Il est de ces soirées où tout nous semble possible, où le monde nous paraît si petit, où chaque barrière semble être franchissable. Certains ont cette sensation après quelques verres d’alcool, d’autres s’injecteront un peu d’héroïne. Moi, ça me vient comme ça, après un bon film.
Ce soir, j’ai envie d’être fou, de prendre la voiture et d’aller entendre le bruit des vagues, la fureur de l’océan. J’ai envie de goûter la neige fraîche en haut d’une montagne, et de mettre mes pieds dans un ruisseau. Je me vois sur une plage tropicale après avoir pris un ticket d’avion au hasard, et sans prévenir qui que ce soit me barrer de l’autre côté du monde. Ce soir, j’en ai un peu ma claque de regarder mes journées défiler sans arrêt à la station folie. Toutes ces minutes perdues, toutes ces semaines remplies de médiocrité. Ce n’est pas mon idée de la vie, ce n’est pas comme cela que je la conçois.
C’est un éloge de la folie. Un poème à la vie.
Je ne me sens jamais autant vivant que dans ces décisions. Que lorsque l’idée étriquée arrive dans mon cerveau. Je me vois déjà la réaliser, la vivre, et je souris à la vie, à cette folie. Bon Dieu, que tout le monde puisse connaître ce sentiment. Parce que décider d’un tour du monde, c’est presqu’aussi génial que de le vivre. Parce que nager dans un lac glacé c’est se réchauffer le cœur pour des années. Parce que lever le pouce sur une route de France, c’est lever le pouce au monde qui nous entoure. Le bonheur est ainsi fait chez moi. Et ce que je recherche chez l’autre, c’est bel et bien ça. Parce que la première question que je pose parfois s’intitule : « c’est quoi le moment le plus fou de ta vie ». Un soir, à Bordeaux, deux filles m’ont répondu que c’était d’être allé manger chez des gens qu’elles ne connaissaient pas.

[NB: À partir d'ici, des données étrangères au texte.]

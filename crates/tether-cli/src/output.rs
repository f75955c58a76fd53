//! Rendering of resolved client stacks.

use std::io::Write;

use serde::Serialize;

use tether::ThriftClient;
use tether_config::{ProtocolKind, Scheme};

use crate::cli::OutputFormat;
use crate::errors::AppError;

/// What a configuration resolved to.
#[derive(Debug, Serialize)]
pub(crate) struct Resolution {
    transport: String,
    scheme: Scheme,
    #[serde(skip_serializing_if = "Option::is_none")]
    host: Option<String>,
    #[serde(skip_serializing_if = "Option::is_none")]
    port: Option<u16>,
    #[serde(skip_serializing_if = "Option::is_none")]
    path: Option<String>,
    layers: String,
    protocol: ProtocolKind,
    always_connect: bool,
}

impl Resolution {
    pub(crate) fn new<C>(client: &ThriftClient<C>) -> Self {
        let descriptor = client.descriptor();
        Self {
            transport: descriptor.to_string(),
            scheme: descriptor.scheme(),
            host: descriptor.host().map(str::to_owned),
            port: descriptor.port(),
            path: descriptor.path().map(str::to_owned),
            layers: client.transport().layers().to_owned(),
            protocol: client.protocol_kind(),
            always_connect: client.policy().is_always(),
        }
    }

    pub(crate) fn write<W: Write>(
        &self,
        out: &mut W,
        format: OutputFormat,
        connected: bool,
    ) -> Result<(), AppError> {
        match format {
            OutputFormat::Json => {
                let mut value = serde_json::to_value(self)?;
                if let (true, Some(object)) = (connected, value.as_object_mut()) {
                    object.insert(String::from("connected"), serde_json::Value::Bool(true));
                }
                serde_json::to_writer(&mut *out, &value)?;
                writeln!(out)?;
            }
            OutputFormat::Human => {
                writeln!(out, "transport: {}", self.transport)?;
                writeln!(out, "scheme: {}", self.scheme)?;
                if let Some(host) = &self.host {
                    writeln!(out, "host: {host}")?;
                }
                if let Some(port) = self.port {
                    writeln!(out, "port: {port}")?;
                }
                if let Some(path) = &self.path {
                    writeln!(out, "path: {path}")?;
                }
                writeln!(out, "layers: {}", self.layers)?;
                writeln!(out, "protocol: {}", self.protocol)?;
                writeln!(out, "always_connect: {}", self.always_connect)?;
                if connected {
                    writeln!(out, "connected: true")?;
                }
            }
        }
        Ok(())
    }
}
//! Per-request open and close hooks.

use super::{ConnectPolicy, Connection};
use crate::error::{ConnectionError, RequestError};

/// Hook run before a request is dispatched. An error aborts the request; the
/// host should answer with [`ConnectionError::status_code`].
pub type BeforeRequestHook = Box<dyn Fn() -> Result<(), ConnectionError> + Send + Sync>;

/// Hook run after a request, whether or not it succeeded.
pub type TeardownHook = Box<dyn Fn() + Send + Sync>;

/// Registration surface of a host framework's request lifecycle.
pub trait RequestLifecycle {
    /// Registers a hook run before each request.
    fn on_before_request(&mut self, hook: BeforeRequestHook);

    /// Registers a hook run after each request, including failed ones.
    fn on_teardown_request(&mut self, hook: TeardownHook);
}

/// Opens the transport for each request and closes it afterwards when the
/// policy is [`ConnectPolicy::Always`]; does nothing otherwise.
#[derive(Debug, Clone)]
pub struct RequestHooks {
    connection: Connection,
    policy: ConnectPolicy,
}

impl RequestHooks {
    /// Hooks over `connection` following `policy`.
    #[must_use]
    pub const fn new(connection: Connection, policy: ConnectPolicy) -> Self {
        Self { connection, policy }
    }

    /// Policy the hooks follow.
    #[must_use]
    pub const fn policy(&self) -> ConnectPolicy {
        self.policy
    }

    /// Opens the transport ahead of a request.
    ///
    /// # Errors
    ///
    /// Returns [`ConnectionError`] when the transport cannot be opened.
    pub fn before_request(&self) -> Result<(), ConnectionError> {
        if self.policy.is_always() {
            self.connection.open()?;
        }
        Ok(())
    }

    /// Closes the transport after a request. Close failures are reported and
    /// suppressed.
    pub fn teardown_request(&self) {
        if self.policy.is_always() {
            self.connection.release();
        }
    }

    /// Runs `work` as one request: open, work, teardown.
    ///
    /// Teardown also runs when `work` fails or panics.
    ///
    /// # Errors
    ///
    /// Returns [`RequestError::Connection`] when the transport cannot be
    /// opened, in which case `work` is not run, or [`RequestError::Work`] with
    /// the work's own failure.
    pub fn run<F, R, E>(&self, work: F) -> Result<R, RequestError<E>>
    where
        F: FnOnce() -> Result<R, E>,
    {
        let _teardown = Teardown(self);
        self.before_request()?;
        work().map_err(RequestError::Work)
    }

    /// Registers the hooks with `host`. Returns `false` without registering
    /// anything when the policy is [`ConnectPolicy::OnDemand`].
    pub fn install<H>(&self, host: &mut H) -> bool
    where
        H: RequestLifecycle + ?Sized,
    {
        if !self.policy.is_always() {
            return false;
        }
        let before = self.clone();
        host.on_before_request(Box::new(move || before.before_request()));
        let teardown = self.clone();
        host.on_teardown_request(Box::new(move || teardown.teardown_request()));
        true
    }
}

struct Teardown<'a>(&'a RequestHooks);

impl Drop for Teardown<'_> {
    fn drop(&mut self) {
        self.0.teardown_request();
    }
}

Nous sommes dans une société qui ne nous encourage pas à vivre nos rêves les plus fous. Il faut être plus terre à terre, plus réaliste, moins utopiste. Je me souviendrai toujours de la première réaction de mon père lorsque j’ai dit que je voulais faire un tour du monde : « redescends sur Terre un peu ». Car les tours du monde ça n’existe pas. Pas chez nous en tout cas. Mais moi, je ne veux pas redescendre sur Terre, je veux justement voler, à plusieurs kilomètres de haut, et que l’on me balance d’un avion en plein vol, un parachute sur le dos. Je veux avaler les nuages, aspirer l’air glacé et faire l’oiseau. Je veux foncer à plusieurs centaines de kilomètres heure, que mes oreilles aient l’impression d’être dans un bocal, et que mes yeux pleurent de bonheur.
Bon sang, nous n’avons qu’une vie. Si demain on nous annonce une mort imminente, qui nous laisse une semaine à vivre, que ferons-nous ? Toutes les folies que nous nous interdisons pourtant. Nous laisserions l’honnêteté prendre le dessus, dirions merde aux gens qui nous font chier et je t’aime aux gens que nous aimons. Nous quitterions notre boulot, et partirions avec des amis le temps d’un week-end. Tout le monde trouverait du temps pour toi, car tout le monde saurait que tu n’es là qu’un petit bout de temps encore. Eh ! Mais c’est justement le principe de la vie ! Une semaine passe vite, et une vie, encore plus. On se faisait la réflexion récemment avec un bon copain, le temps accélère, toujours. On pense que ça va finir par ralentir un jour, mais c’est une lutte perdue d’avance. La première vitesse a été passée lors de notre première année de vie, la deuxième lors de la deuxième, et la cinquième lors de la cinquième. Depuis, on roule en sixième, à 230 km/h (en vérité, à 1670 km/h, puisque c’est la vitesse de la rotation de la terre !).
Bon, il est minuit, je vais me coucher. La folie attendra la fin de ma thèse.